## [What the exercise asks]
Look through the records below for the word "VisibilityOutcome". Report how many lines have it, and only that number.

(Extracted data entries)
╔══
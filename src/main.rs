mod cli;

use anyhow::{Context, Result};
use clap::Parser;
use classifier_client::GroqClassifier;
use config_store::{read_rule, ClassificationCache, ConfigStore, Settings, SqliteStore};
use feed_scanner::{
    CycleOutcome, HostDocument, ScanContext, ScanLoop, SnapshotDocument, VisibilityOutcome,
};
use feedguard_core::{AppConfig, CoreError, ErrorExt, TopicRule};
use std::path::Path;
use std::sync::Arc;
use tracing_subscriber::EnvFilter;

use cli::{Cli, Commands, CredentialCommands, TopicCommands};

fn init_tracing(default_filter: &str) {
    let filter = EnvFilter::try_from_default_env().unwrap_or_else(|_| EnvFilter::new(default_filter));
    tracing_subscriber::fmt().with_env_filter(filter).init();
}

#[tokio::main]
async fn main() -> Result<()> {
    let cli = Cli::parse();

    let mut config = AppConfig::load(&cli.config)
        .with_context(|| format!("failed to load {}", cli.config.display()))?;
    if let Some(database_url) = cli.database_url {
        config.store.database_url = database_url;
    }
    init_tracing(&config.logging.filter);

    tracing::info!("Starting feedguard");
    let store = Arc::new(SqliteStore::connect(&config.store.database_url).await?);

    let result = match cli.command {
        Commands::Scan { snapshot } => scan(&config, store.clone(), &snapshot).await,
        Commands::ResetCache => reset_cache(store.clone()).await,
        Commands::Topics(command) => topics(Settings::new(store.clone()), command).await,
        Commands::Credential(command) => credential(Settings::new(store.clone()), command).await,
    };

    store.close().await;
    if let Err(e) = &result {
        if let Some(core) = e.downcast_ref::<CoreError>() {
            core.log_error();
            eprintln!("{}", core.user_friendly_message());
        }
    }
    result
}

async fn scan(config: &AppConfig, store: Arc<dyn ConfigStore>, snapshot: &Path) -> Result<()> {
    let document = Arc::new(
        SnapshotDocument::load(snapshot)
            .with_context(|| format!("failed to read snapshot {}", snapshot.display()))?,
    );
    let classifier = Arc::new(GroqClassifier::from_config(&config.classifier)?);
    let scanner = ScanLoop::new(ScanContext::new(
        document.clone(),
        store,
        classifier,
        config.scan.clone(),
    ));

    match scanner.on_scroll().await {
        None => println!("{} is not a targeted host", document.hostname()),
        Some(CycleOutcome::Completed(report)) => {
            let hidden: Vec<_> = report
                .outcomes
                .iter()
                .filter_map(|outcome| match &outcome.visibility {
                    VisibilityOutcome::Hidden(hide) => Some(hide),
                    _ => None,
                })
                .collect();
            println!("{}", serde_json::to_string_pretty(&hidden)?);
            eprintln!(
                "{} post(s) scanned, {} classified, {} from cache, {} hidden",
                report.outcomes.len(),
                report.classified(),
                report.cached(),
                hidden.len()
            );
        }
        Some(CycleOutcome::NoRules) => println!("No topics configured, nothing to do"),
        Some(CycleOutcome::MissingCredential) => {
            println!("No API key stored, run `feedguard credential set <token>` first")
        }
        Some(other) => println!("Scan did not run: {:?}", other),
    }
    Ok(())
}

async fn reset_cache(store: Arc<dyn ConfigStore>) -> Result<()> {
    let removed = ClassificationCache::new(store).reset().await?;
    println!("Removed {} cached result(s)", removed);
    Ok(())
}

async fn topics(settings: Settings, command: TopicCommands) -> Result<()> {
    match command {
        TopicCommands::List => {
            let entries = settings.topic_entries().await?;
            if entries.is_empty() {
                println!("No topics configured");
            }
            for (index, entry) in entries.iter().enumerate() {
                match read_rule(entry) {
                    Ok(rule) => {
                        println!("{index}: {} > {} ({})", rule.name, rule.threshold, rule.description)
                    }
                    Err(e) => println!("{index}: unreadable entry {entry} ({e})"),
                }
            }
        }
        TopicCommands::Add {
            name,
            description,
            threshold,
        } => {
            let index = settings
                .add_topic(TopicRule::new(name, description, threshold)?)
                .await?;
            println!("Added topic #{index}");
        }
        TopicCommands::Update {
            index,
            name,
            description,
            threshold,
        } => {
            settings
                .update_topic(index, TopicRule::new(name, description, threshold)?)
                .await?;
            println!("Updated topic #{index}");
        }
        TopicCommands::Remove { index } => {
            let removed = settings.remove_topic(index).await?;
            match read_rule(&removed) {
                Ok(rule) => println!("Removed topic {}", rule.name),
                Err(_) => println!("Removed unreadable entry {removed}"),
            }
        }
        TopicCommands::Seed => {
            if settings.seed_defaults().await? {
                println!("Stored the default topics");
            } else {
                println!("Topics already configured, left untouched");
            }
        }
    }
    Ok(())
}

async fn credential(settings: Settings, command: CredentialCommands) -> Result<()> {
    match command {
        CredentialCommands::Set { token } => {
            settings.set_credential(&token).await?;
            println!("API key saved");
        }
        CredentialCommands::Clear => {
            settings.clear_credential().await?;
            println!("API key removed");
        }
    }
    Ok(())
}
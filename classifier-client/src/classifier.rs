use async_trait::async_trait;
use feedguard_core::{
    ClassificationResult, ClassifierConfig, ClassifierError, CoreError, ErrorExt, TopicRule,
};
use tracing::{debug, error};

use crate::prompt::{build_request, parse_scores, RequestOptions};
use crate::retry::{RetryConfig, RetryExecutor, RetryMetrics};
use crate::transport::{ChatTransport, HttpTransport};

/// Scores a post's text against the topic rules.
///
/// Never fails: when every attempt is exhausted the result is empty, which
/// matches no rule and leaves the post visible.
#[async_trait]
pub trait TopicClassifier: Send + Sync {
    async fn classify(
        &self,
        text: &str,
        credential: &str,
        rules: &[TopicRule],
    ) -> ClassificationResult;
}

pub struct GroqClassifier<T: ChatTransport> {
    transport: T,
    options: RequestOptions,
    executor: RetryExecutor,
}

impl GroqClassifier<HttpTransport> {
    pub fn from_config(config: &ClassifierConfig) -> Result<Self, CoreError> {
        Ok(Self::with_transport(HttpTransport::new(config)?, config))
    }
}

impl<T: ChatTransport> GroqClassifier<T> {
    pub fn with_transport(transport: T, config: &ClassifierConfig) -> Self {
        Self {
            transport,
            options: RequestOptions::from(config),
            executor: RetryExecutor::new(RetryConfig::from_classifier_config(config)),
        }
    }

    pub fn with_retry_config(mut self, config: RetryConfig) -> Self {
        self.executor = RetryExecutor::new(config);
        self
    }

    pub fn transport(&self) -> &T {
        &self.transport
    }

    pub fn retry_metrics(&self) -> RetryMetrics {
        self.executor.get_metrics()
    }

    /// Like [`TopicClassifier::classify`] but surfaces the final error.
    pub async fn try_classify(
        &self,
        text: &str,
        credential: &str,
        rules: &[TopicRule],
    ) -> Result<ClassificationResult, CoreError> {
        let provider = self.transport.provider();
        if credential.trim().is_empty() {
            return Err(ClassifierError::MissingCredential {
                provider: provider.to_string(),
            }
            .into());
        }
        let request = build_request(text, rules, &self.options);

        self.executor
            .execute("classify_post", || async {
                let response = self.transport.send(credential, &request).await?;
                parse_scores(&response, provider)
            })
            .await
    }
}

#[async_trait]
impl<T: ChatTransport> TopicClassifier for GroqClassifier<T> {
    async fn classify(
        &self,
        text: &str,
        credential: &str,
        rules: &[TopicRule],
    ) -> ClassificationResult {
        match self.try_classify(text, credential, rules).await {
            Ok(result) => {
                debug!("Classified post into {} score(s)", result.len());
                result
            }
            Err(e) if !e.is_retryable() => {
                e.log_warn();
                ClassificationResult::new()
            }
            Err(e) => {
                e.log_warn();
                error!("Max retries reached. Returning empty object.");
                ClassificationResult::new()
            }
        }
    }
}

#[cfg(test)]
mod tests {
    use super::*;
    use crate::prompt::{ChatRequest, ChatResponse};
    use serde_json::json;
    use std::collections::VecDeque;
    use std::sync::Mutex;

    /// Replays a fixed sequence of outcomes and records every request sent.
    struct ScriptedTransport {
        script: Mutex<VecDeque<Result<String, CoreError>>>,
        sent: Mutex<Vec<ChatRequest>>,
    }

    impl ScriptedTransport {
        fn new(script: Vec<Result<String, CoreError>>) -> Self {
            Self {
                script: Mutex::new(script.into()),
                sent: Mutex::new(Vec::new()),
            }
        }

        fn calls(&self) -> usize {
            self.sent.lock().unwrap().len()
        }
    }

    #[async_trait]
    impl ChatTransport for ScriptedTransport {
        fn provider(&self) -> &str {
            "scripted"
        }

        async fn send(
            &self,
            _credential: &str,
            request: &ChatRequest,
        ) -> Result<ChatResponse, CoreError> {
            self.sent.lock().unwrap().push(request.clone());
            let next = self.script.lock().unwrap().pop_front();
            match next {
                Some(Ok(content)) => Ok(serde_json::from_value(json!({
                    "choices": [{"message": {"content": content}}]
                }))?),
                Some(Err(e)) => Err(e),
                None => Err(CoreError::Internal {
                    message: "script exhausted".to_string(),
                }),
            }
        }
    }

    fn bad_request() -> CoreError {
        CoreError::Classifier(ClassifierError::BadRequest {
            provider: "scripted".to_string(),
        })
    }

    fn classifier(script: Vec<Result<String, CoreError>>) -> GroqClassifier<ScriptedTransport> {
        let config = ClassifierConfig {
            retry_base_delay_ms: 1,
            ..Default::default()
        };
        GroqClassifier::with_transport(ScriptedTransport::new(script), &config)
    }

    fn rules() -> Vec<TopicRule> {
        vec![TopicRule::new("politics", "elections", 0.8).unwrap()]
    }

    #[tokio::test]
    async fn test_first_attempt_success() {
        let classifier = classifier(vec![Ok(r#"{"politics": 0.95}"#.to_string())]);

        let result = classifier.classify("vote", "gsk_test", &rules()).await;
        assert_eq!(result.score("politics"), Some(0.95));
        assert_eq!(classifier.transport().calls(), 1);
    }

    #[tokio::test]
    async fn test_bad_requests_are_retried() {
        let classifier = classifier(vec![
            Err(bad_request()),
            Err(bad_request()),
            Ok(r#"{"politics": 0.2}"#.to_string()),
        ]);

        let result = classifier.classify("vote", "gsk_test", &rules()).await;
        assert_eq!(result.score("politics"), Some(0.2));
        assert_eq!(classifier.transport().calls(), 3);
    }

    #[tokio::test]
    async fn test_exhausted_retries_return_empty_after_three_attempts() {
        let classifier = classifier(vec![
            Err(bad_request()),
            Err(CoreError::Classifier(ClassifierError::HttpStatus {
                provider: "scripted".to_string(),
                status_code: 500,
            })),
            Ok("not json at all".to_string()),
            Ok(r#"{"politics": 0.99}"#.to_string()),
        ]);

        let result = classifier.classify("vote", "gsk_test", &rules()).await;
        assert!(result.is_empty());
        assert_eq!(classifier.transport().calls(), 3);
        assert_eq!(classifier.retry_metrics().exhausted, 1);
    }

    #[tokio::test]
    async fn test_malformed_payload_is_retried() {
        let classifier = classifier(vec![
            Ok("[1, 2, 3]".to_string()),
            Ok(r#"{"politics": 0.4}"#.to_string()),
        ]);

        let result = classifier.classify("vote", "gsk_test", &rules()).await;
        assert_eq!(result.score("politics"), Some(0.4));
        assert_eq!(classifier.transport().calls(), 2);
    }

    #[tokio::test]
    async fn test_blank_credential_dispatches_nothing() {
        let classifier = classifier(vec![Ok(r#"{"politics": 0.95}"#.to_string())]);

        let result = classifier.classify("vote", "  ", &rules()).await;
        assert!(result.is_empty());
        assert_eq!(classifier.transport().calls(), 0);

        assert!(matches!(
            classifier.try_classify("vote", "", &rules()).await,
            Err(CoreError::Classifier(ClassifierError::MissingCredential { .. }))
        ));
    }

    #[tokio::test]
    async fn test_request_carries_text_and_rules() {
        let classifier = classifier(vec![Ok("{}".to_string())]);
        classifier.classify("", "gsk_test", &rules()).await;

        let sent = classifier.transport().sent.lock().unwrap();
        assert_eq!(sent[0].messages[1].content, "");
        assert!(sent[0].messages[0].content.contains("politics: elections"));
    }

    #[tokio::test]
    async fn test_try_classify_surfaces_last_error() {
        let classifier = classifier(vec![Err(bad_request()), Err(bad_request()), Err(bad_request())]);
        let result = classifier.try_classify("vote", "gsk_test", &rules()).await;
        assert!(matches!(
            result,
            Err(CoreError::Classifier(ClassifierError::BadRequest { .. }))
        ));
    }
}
╚══
## [Response area]
2